**WORK REQUIRED**: Reproduce the opening lines of the records exactly, please, stopping after the line that contains "of it to the".

DATA SUPPLIED: Begin

//! HTTP server.
//!
//! Routes:
//! - `GET /ping`: liveness
//! - `POST /processes`: start a process, returns its stream id
//! - `GET /streams/{streamid}/stdout`, `GET /streams/{streamid}/stderr`:
//!   hijack the connection and forward raw output

mod process;
mod stream;

use crate::exec::ProcessRunner;
use crate::runtime::options::ServerOptions;
use crate::streamer::Streamer;
use axum::routing::{get, post};
use axum::Router;
use std::future::Future;
use tether_shared::constants::routes;
use tether_shared::errors::{TetherError, TetherResult};
use tether_shared::Transport;
use tracing::{info, warn};

/// State shared by all handlers.
#[derive(Clone)]
pub(crate) struct AppState {
    pub streamer: Streamer,
    pub runner: ProcessRunner,
}

/// The tether HTTP server.
///
/// Owns the stream registry for its lifetime and hands clones of it to the
/// process runner and the request handlers.
pub struct StreamServer {
    options: ServerOptions,
    streamer: Streamer,
    runner: ProcessRunner,
}

impl StreamServer {
    pub fn new(options: ServerOptions) -> TetherResult<Self> {
        options.validate()?;
        let streamer = Streamer::with_options(options.streamer.clone())?;
        let runner = ProcessRunner::new(streamer.clone(), options.channel_capacity);

        Ok(Self {
            options,
            streamer,
            runner,
        })
    }

    pub fn options(&self) -> &ServerOptions {
        &self.options
    }

    pub fn streamer(&self) -> &Streamer {
        &self.streamer
    }

    pub fn runner(&self) -> &ProcessRunner {
        &self.runner
    }

    /// Build the router. Can be served on any listener, or driven directly in tests.
    pub fn router(&self) -> Router {
        Router::new()
            .route(routes::PING, get(process::ping))
            .route(routes::PROCESSES, post(process::create_process))
            .route(routes::STREAM_STDOUT, get(stream::handle_stdout))
            .route(routes::STREAM_STDERR, get(stream::handle_stderr))
            .with_state(AppState {
                streamer: self.streamer.clone(),
                runner: self.runner.clone(),
            })
    }

    /// Serve on the configured transport until Ctrl-C.
    pub async fn run(self) -> TetherResult<()> {
        self.run_until(shutdown_signal()).await
    }

    /// Serve on the configured transport until `shutdown` resolves.
    ///
    /// Connections already hijacked keep forwarding after shutdown; they end
    /// with their streams.
    pub async fn run_until<F>(self, shutdown: F) -> TetherResult<()>
    where
        F: Future<Output = ()> + Send + 'static,
    {
        let app = self.router();

        match &self.options.listen {
            Transport::Tcp { addr } => {
                info!("Binding to TCP address: {}", addr);
                let listener = tokio::net::TcpListener::bind(addr).await.map_err(|e| {
                    TetherError::Network(format!("failed to bind {}: {}", addr, e))
                })?;
                info!("Listening on tcp://{}", listener.local_addr()?);

                axum::serve(listener, app)
                    .with_graceful_shutdown(shutdown)
                    .await
                    .map_err(|e| TetherError::Network(format!("server error: {}", e)))?;
            }

            Transport::Unix { socket_path } => {
                // Remove a stale socket from a previous run
                if socket_path.exists() {
                    std::fs::remove_file(socket_path)?;
                }
                if let Some(parent) = socket_path.parent() {
                    std::fs::create_dir_all(parent)?;
                }

                info!("Binding to Unix socket: {}", socket_path.display());
                let listener = tokio::net::UnixListener::bind(socket_path).map_err(|e| {
                    TetherError::Network(format!(
                        "failed to bind {}: {}",
                        socket_path.display(),
                        e
                    ))
                })?;
                info!("Listening on unix://{}", socket_path.display());

                axum::serve(listener, app)
                    .with_graceful_shutdown(shutdown)
                    .await
                    .map_err(|e| TetherError::Network(format!("server error: {}", e)))?;
            }
        }

        info!("Server stopped");
        Ok(())
    }
}

async fn shutdown_signal() {
    match tokio::signal::ctrl_c().await {
        Ok(()) => info!("Shutdown signal received"),
        Err(e) => {
            warn!("Failed to listen for shutdown signal: {}", e);
            std::future::pending::<()>().await;
        }
    }
}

DATA SUPPLIED: End

**SOLUTION**:
//! HTTP server.
//!
//! Routes:
//! - `GET /ping`: liveness
//! - `POST /processes`: start a process, returns its stream id
//! - `GET /streams/{streamid}/stdout`, `GET /streams/{streamid}/stderr`:
//!   hijack the connection and forward raw output

mod process;
mod stream;

use crate::exec::ProcessRunner;
use crate::runtime::options::ServerOptions;
use crate::streamer::Streamer;
use axum::routing::{get, post};
use axum::Router;
use std::future::Future;
use tether_shared::constants::routes;
use tether_shared::errors::{TetherError, TetherResult};
use tether_shared::Transport;
use tracing::{info, warn};

/// State shared by all handlers.
#[derive(Clone)]
pub(crate) struct AppState {
    pub streamer: Streamer,
    pub runner: ProcessRunner,
}

/// The tether HTTP server.
///
/// Owns the stream registry for its lifetime and hands clones of it to the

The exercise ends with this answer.